At least that’s all the AP has to say in the Strib. ALL, that the AP has to say, that is after being edited to protect Bush. The Times has a bit more.

President Bush “convinces himself to believe what suits his needs at the moment,” and has engaged in “self-deception” to justify his political ends, Scott McClellan, the former White House press secretary, writes in a critical new memoir about his years in the West Wing.

In addition, Mr. McClellan writes, the decision to invade Iraq was a “serious strategic blunder,” and yet, in his view, it was not the biggest mistake the Bush White House made. That, he says, was “a decision to turn away from candor and honesty when those qualities were most needed.”

 

Mr. McClellan writes that top White House officials deceived him about the administration’s involvement in the leaking of the identity of a C.I.A. operative, Valerie Wilson. He says he did not know for almost two years that his statements from the press room that Karl Rove and I. Lewis Libby Jr. were not involved in the leak were a lie.

“Neither, I believe, did President Bush,” Mr. McClellan writes. “He too had been deceived, and therefore became unwittingly involved in deceiving me. But the top White House officials who knew the truth — including Rove, Libby, and possibly Vice President Cheney — allowed me, even encouraged me, to repeat a lie.”

He is harsh about the administration’s response to Hurricane Katrina, saying it “spent most of the first week in a state of denial” and “allowed our institutional response to go on autopilot.” Mr. McClellan blames Mr. Rove for one of the more damaging images after the hurricane: Mr. Bush’s flyover of the devastation of New Orleans. When Mr. Rove brought up the idea, Mr. McClellan writes, he and Dan Bartlett, a top communications adviser, told Mr. Bush it was a bad idea because he would appear detached and out of touch. But Mr. Rove won out, Mr. McClellan writes.

A theme in the book is that the White House suffered from a “permanent campaign” mentality, and that policy decisions were inextricably interwoven with politics.

He is critical of Secretary of State Condoleezza Rice for her role as the “sometimes too accomodating” first term national security adviser, and what he calls her deftness at protecting her reputation.

“No matter what went wrong, she was somehow able to keep her hands clean,” Mr. McClellan writes, adding that “she knew how to adapt to potential trouble, dismiss brooding problems, and come out looking like a star.”

Mr.
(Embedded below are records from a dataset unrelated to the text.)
// ABOUTME: Per-object DDL emitters sharing one interface and one deferred-statement queue
// ABOUTME: Ownership, privileges and comments are appended the same way for every kind

pub mod globals;
pub mod operator;
pub mod routine;
pub mod sequence;
pub mod table;
pub mod types;
pub mod view;

pub use globals::{RoleEmitter, TablespaceEmitter};
pub use operator::OperatorEmitter;
pub use routine::{AggregateEmitter, FunctionEmitter};
pub use sequence::{setval_statement, SequenceEmitter};
pub use table::TableEmitter;
pub use types::{DomainEmitter, TypeEmitter};
pub use view::{MaterializedViewEmitter, ViewEmitter};

use super::acl::grant_statements;
use super::deferred::DeferredQueue;
use super::options::DumpOptions;
use crate::catalog::{CatalogSnapshot, IndexDef, ObjectId, ObjectMeta};
use crate::graph::DependencyGraph;
use crate::utils::{quote_ident, quote_literal};
use std::collections::BTreeSet;

/// What an emitter may consult while rendering one object
pub struct EmitContext<'a> {
    pub catalog: &'a CatalogSnapshot,
    pub options: &'a DumpOptions,
    /// Order of the pass the object is emitted in, when it has one
    pub order: Option<&'a DependencyGraph>,
    pub included: &'a BTreeSet<ObjectId>,
}

impl<'a> EmitContext<'a> {
    /// True when `dependency` is emitted after `object` in the current pass
    pub fn should_defer(&self, object: ObjectId, dependency: ObjectId) -> bool {
        self.order
            .map(|graph| graph.should_defer(object, dependency))
            .unwrap_or(false)
    }

    /// The latest-ordered of `dependencies` that is emitted after `object`
    pub fn latest_deferred(&self, object: ObjectId, dependencies: &[ObjectId]) -> Option<ObjectId> {
        let graph = self.order?;
        dependencies
            .iter()
            .filter(|d| graph.should_defer(object, **d))
            .max_by_key(|d| graph.position(**d))
            .copied()
    }

    pub fn is_included(&self, id: ObjectId) -> bool {
        self.included.contains(&id)
    }

    /// Quoted name of another object in the snapshot
    pub fn name_of(&self, id: ObjectId) -> Option<String> {
        self.catalog.entry(id).map(|e| e.name.sql())
    }
}

/// Renders one object kind
///
/// Returns the statements to write in place; anything that has to wait is
/// pushed onto `deferred`.
pub trait ObjectEmitter {
    type Object;

    fn emit(
        &self,
        object: &Self::Object,
        cx: &EmitContext<'_>,
        deferred: &mut DeferredQueue,
    ) -> Vec<String>;
}

/// Ensure a catalog-produced statement ends with exactly one `;`
pub(crate) fn terminated(sql: &str) -> String {
    let trimmed = sql.trim_end();
    let trimmed = trimmed.trim_end_matches(';').trim_end();
    format!("{};", trimmed)
}

pub(crate) fn drop_statement(keyword: &str, target: &str) -> String {
    format!("DROP {} IF EXISTS {} CASCADE;", keyword, target)
}

/// `pg_get_indexdef` output, optionally rewritten to `IF NOT EXISTS`
pub(crate) fn index_statement(index: &IndexDef, if_not_exists: bool) -> String {
    let definition = index.definition.trim();
    if if_not_exists {
        for prefix in ["CREATE UNIQUE INDEX ", "CREATE INDEX "] {
            if let Some(rest) = definition.strip_prefix(prefix) {
                return terminated(&format!("{}IF NOT EXISTS {}", prefix, rest));
            }
        }
    }
    terminated(definition)
}

/// Ownership, grants and comment for one object
///
/// `keyword` names the object in `ALTER`/`COMMENT` (e.g. `TABLE`), `grant_on`
/// in `GRANT ... ON` (e.g. `SEQUENCE`); `None` skips grants for kinds that
/// have no ACL.
pub(crate) fn trailer(
    keyword: &str,
    target: &str,
    grant_on: Option<&str>,
    meta: &ObjectMeta,
    options: &DumpOptions,
) -> Vec<String> {
    let mut statements = Vec::new();
    if let Some(owner) = &meta.owner {
        statements.push(format!(
            "ALTER {} {} OWNER TO {};",
            keyword,
            target,
            quote_ident(owner)
        ));
    }
    if let Some(grant_on) = grant_on {
        statements.extend(grant_statements(
            &meta.acl,
            &format!("{} {}", grant_on, target),
        ));
    }
    if options.include_comments {
        if let Some(comment) = &meta.comment {
            statements.push(format!(
                "COMMENT ON {} {} IS {};",
                keyword,
                target,
                quote_literal(comment)
            ));
        }
    }
    statements
}

#[cfg(test)]
mod tests {
    use super::*;

    #[test]
    fn test_terminated() {
        assert_eq!(terminated("SELECT 1"), "SELECT 1;");
        assert_eq!(terminated("SELECT 1;\n"), "SELECT 1;");
        assert_eq!(terminated("SELECT 1 ;;"), "SELECT 1;");
    }

    #[test]
    fn test_index_statement_if_not_exists() {
        let index = IndexDef {
            name: "orders_created_idx".to_string(),
            definition: "CREATE INDEX orders_created_idx ON public.orders USING btree (created_at)"
                .to_string(),
        };
        assert_eq!(
            index_statement(&index, true),
            "CREATE INDEX IF NOT EXISTS orders_created_idx ON public.orders USING btree (created_at);"
        );
        assert!(index_statement(&index, false).starts_with("CREATE INDEX orders_created_idx"));
    }

    #[test]
    fn test_trailer_respects_include_comments() {
        let meta = ObjectMeta {
            owner: Some("app".to_string()),
            acl: vec!["reader=r/app".to_string()],
            comment: Some("customer's orders".to_string()),
        };
        let mut options = DumpOptions::default();
        let target = "\"public\".\"orders\"";
        let statements = trailer("TABLE", target, Some("TABLE"), &meta, &options);
        assert_eq!(
            statements,
            vec![
                "ALTER TABLE \"public\".\"orders\" OWNER TO \"app\";",
                "GRANT SELECT ON TABLE \"public\".\"orders\" TO \"reader\";",
                "COMMENT ON TABLE \"public\".\"orders\" IS 'customer''s orders';",
            ]
        );

        options.include_comments = false;
        assert_eq!(trailer("TABLE", target, None, &meta, &options).len(), 1);
    }
}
McClellan does not exempt himself from failings — “I fell far short of living up to the kind of public servant I wanted to be” — and calls the news media “complicit enablers” in the White House’s “carefully orchestrated campaign to shape and manipulate sources of public approval” in the march to the Iraq war in 2002 and 2003. 

Elisabeth Bumiller

The rats are coming, the rats are coming.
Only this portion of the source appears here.